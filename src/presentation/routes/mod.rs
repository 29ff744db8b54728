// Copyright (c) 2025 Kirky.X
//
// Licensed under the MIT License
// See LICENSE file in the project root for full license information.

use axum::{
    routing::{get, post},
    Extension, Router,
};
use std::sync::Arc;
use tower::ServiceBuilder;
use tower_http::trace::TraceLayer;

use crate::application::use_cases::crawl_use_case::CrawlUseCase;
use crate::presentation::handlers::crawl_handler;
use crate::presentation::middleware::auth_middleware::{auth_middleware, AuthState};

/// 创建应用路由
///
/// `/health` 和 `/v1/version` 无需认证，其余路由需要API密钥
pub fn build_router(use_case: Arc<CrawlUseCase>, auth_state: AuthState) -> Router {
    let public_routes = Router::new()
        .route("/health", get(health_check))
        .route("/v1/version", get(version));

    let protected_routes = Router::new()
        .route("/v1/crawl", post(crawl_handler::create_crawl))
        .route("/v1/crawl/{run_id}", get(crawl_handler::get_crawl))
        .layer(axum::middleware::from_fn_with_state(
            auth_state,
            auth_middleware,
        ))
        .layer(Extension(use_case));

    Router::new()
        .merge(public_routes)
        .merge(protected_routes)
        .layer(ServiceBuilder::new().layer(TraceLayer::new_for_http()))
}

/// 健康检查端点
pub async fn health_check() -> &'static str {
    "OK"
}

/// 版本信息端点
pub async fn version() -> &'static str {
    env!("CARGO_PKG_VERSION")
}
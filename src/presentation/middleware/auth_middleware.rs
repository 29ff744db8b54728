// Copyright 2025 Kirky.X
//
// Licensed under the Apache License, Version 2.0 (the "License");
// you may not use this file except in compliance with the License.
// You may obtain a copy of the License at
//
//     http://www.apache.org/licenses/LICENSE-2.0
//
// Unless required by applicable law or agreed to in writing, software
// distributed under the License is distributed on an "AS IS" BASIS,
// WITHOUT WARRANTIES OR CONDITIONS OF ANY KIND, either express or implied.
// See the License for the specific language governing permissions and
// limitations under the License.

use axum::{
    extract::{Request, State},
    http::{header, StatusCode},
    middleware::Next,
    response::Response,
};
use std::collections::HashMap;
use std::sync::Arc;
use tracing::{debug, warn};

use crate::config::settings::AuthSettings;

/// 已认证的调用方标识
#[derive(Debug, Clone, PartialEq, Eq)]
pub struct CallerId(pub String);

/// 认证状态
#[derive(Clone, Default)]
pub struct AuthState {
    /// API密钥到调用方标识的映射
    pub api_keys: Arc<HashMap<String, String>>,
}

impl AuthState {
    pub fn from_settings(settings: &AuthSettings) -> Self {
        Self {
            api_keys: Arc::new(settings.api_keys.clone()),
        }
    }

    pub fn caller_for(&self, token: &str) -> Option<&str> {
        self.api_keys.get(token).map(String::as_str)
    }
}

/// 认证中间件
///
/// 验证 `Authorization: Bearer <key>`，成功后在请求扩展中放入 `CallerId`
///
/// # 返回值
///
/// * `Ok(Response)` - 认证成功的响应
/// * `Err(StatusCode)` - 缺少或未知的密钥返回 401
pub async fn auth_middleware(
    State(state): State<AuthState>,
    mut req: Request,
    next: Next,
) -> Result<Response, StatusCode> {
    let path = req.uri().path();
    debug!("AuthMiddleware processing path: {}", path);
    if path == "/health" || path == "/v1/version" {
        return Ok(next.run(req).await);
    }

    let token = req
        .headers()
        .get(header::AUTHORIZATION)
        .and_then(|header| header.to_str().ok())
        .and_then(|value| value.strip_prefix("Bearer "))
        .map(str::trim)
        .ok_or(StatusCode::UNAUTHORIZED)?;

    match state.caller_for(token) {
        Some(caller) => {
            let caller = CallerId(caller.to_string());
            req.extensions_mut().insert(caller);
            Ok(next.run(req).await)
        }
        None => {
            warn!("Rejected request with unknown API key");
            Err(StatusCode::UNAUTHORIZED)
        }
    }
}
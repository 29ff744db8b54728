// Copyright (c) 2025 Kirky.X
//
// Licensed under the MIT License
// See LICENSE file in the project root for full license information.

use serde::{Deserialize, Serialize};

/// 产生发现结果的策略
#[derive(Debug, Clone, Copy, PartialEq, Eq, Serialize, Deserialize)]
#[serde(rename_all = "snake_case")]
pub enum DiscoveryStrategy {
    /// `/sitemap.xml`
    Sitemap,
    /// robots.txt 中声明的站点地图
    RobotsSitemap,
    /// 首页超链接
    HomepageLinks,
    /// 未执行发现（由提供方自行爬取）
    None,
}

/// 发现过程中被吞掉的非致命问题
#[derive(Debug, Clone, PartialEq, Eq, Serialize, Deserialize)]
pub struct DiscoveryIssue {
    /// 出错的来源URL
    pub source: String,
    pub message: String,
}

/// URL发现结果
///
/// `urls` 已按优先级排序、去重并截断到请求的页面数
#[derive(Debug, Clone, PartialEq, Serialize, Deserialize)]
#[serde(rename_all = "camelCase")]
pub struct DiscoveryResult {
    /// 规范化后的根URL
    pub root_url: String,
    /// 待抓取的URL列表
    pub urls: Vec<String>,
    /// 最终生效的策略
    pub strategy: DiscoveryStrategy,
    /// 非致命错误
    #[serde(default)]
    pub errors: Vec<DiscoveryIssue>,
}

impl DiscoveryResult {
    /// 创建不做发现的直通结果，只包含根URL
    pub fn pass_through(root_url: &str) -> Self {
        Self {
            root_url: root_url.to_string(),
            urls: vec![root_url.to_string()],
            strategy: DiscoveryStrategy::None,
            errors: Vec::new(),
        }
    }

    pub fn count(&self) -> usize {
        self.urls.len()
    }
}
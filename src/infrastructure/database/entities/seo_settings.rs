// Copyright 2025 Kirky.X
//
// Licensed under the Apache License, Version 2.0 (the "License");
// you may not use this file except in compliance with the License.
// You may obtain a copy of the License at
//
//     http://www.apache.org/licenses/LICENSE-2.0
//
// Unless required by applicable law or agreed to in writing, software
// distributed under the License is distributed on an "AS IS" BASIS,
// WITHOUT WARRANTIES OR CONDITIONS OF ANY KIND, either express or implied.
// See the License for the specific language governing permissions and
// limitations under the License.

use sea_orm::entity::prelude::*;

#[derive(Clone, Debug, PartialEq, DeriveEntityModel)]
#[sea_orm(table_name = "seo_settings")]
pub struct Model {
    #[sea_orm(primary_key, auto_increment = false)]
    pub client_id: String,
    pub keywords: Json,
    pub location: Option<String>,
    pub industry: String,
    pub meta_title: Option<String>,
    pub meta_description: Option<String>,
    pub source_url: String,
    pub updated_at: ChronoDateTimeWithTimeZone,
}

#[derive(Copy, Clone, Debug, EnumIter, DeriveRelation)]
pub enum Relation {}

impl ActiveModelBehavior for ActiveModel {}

# TASK GOAL:
Output the records above exactly as written.

# RESPONSE BELOW:
filename src/presentation/routes/mod.rs
repository 29ff744db8b54728
// Copyright (c) 2025 Kirky.X
//
// Licensed under the MIT License
// See LICENSE file in the project root for full license information.

use axum::{
    routing::{get, post},
    Extension, Router,
};
use std::sync::Arc;
use tower::ServiceBuilder;
use tower_http::trace::TraceLayer;

use crate::application::use_cases::crawl_use_case::CrawlUseCase;
use crate::presentation::handlers::crawl_handler;
use crate::presentation::middleware::auth_middleware::{auth_middleware, AuthState};

/// 创建应用路由
///
/// `/health` 和 `/v1/version` 无需认证，其余路由需要API密钥
pub fn build_router(use_case: Arc<CrawlUseCase>, auth_state: AuthState) -> Router {
    let public_routes = Router::new()
        .route("/health", get(health_check))
        .route("/v1/version", get(version));

    let protected_routes = Router::new()
        .route("/v1/crawl", post(crawl_handler::create_crawl))
        .route("/v1/crawl/{run_id}", get(crawl_handler::get_crawl))
        .layer(axum::middleware::from_fn_with_state(
            auth_state,
            auth_middleware,
        ))
        .layer(Extension(use_case));

    Router::new()
        .merge(public_routes)
        .merge(protected_routes)
        .layer(ServiceBuilder::new().layer(TraceLayer::new_for_http()))
}

/// 健康检查端点
pub async fn health_check() -> &'static str {
    "OK"
}

/// 版本信息端点
pub async fn version() -> &'static str {
    env!("CARGO_PKG_VERSION")
}
filename src/presentation/middleware/auth_middleware.rs
repository 29ff744db8b54728
// Copyright 2025 Kirky.X
//
// Licensed under the Apache License, Version 2.0 (the "License");
// you may not use this file except in compliance with the License.
// You may obtain a copy of the License at
//
//     http://www.apache.org/licenses/LICENSE-2.0
//
// Unless required by applicable law or agreed to in writing, software
// distributed under the License is distributed on an "AS IS" BASIS,
// WITHOUT WARRANTIES OR CONDITIONS OF ANY KIND, either express or implied.
// See the License for the specific language governing permissions and
// limitations under the License.

use axum::{
    extract::{Request, State},
    http::{header, StatusCode},
    middleware::Next,
    response::Response,
};
use std::collections::HashMap;
use std::sync::Arc;
use tracing::{debug, warn};

use crate::config::settings::AuthSettings;

/// 已认证的调用方标识
#[derive(Debug, Clone, PartialEq, Eq)]
pub struct CallerId(pub String);

/// 认证状态
#[derive(Clone, Default)]
pub struct AuthState {
    /// API密钥到调用方标识的映射
    pub api_keys: Arc<HashMap<String, String>>,
}

impl AuthState {
    pub fn from_settings(settings: &AuthSettings) -> Self {
        Self {
            api_keys: Arc::new(settings.api_keys.clone()),
        }
    }

    pub fn caller_for(&self, token: &str) -> Option<&str> {
        self.api_keys.get(token).map(String::as_str)
    }
}

/// 认证中间件
///
/// 验证 `Authorization: Bearer <key>`，成功后在请求扩展中放入 `CallerId`
///
/// # 返回值
///
/// * `Ok(Response)` - 认证成功的响应
/// * `Err(StatusCode)` - 缺少或未知的密钥返回 401
pub async fn auth_middleware(
    State(state): State<AuthState>,
    mut req: Request,
    next: Next,
) -> Result<Response, StatusCode> {
    let path = req.uri().path();
    debug!("AuthMiddleware processing path: {}", path);
    if path == "/health" || path == "/v1/version" {
        return Ok(next.run(req).await);
    }

    let token = req
        .headers()
        .get(header::AUTHORIZATION)
        .and_then(|header| header.to_str().ok())
        .and_then(|value| value.strip_prefix("Bearer "))
        .map(str::trim)
        .ok_or(StatusCode::UNAUTHORIZED)?;

    match state.caller_for(token) {
        Some(caller) => {
            let caller = CallerId(caller.to_string());
            req.extensions_mut().insert(caller);
            Ok(next.run(req).await)
        }
        None => {
            warn!("Rejected request with unknown API key");
            Err(StatusCode::UNAUTHORIZED)
        }
    }
}
repository 29ff744db8b54728
// Copyright (c) 2025 Kirky.X
//
// Licensed under the MIT License
// See LICENSE file in the project root for full license information.

use serde::{Deserialize, Serialize};

/// 产生发现结果的策略
#[derive(Debug, Clone, Copy, PartialEq, Eq, Serialize, Deserialize)]
#[serde(rename_all = "snake_case")]
pub enum DiscoveryStrategy {
    /// `/sitemap.xml`
    Sitemap,
    /// robots.txt 中声明的站点地图
    RobotsSitemap,
    /// 首页超链接
    HomepageLinks,
    /// 未执行发现（由提供方自行爬取）
    None,
}

/// 发现过程中被吞掉的非致命问题
#[derive(Debug, Clone, PartialEq, Eq, Serialize, Deserialize)]
pub struct DiscoveryIssue {
    /// 出错的来源URL
    pub source: String,
    pub message: String,
}

/// URL发现结果
///
/// `urls` 已按优先级排序、去重并截断到请求的页面数
#[derive(Debug, Clone, PartialEq, Serialize, Deserialize)]
#[serde(rename_all = "camelCase")]
pub struct DiscoveryResult {
    /// 规范化后的根URL
    pub root_url: String,
    /// 待抓取的URL列表
    pub urls: Vec<String>,
    /// 最终生效的策略
    pub strategy: DiscoveryStrategy,
    /// 非致命错误
    #[serde(default)]
    pub errors: Vec<DiscoveryIssue>,
}

impl DiscoveryResult {
    /// 创建不做发现的直通结果，只包含根URL
    pub fn pass_through(root_url: &str) -> Self {
        Self {
            root_url: root_url.to_string(),
            urls: vec![root_url.to_string()],
            strategy: DiscoveryStrategy::None,
            errors: Vec::new(),
        }
    }

    pub fn count(&self) -> usize {
        self.urls.len()
    }
}
filename src/infrastructure/database/entities/seo_settings.rs
// Copyright 2025 Kirky.X
//
// Licensed under the Apache License, Version 2.0 (the "License");
// you may not use this file except in compliance with the License.
// You may obtain a copy of the License at
//
//     http://www.apache.org/licenses/LICENSE-2.0
//
// Unless required by applicable law or agreed to in writing, software
// distributed under the License is distributed on an "AS IS" BASIS,
// WITHOUT WARRANTIES OR CONDITIONS OF ANY KIND, either express or implied.
// See the License for the specific language governing permissions and
// limitations under the License.

use sea_orm::entity::prelude::*;

#[derive(Clone, Debug, PartialEq, DeriveEntityModel)]
#[sea_orm(table_name = "seo_settings")]
pub struct Model {
    #[sea_orm(primary_key, auto_increment = false)]
    pub client_id: String,
    pub keywords: Json,
    pub location: Option<String>,
    pub industry: String,
    pub meta_title: Option<String>,
    pub meta_description: Option<String>,
    pub source_url: String,
    pub updated_at: ChronoDateTimeWithTimeZone,
}

#[derive(Copy, Clone, Debug, EnumIter, DeriveRelation)]
pub enum Relation {}

impl ActiveModelBehavior for ActiveModel {}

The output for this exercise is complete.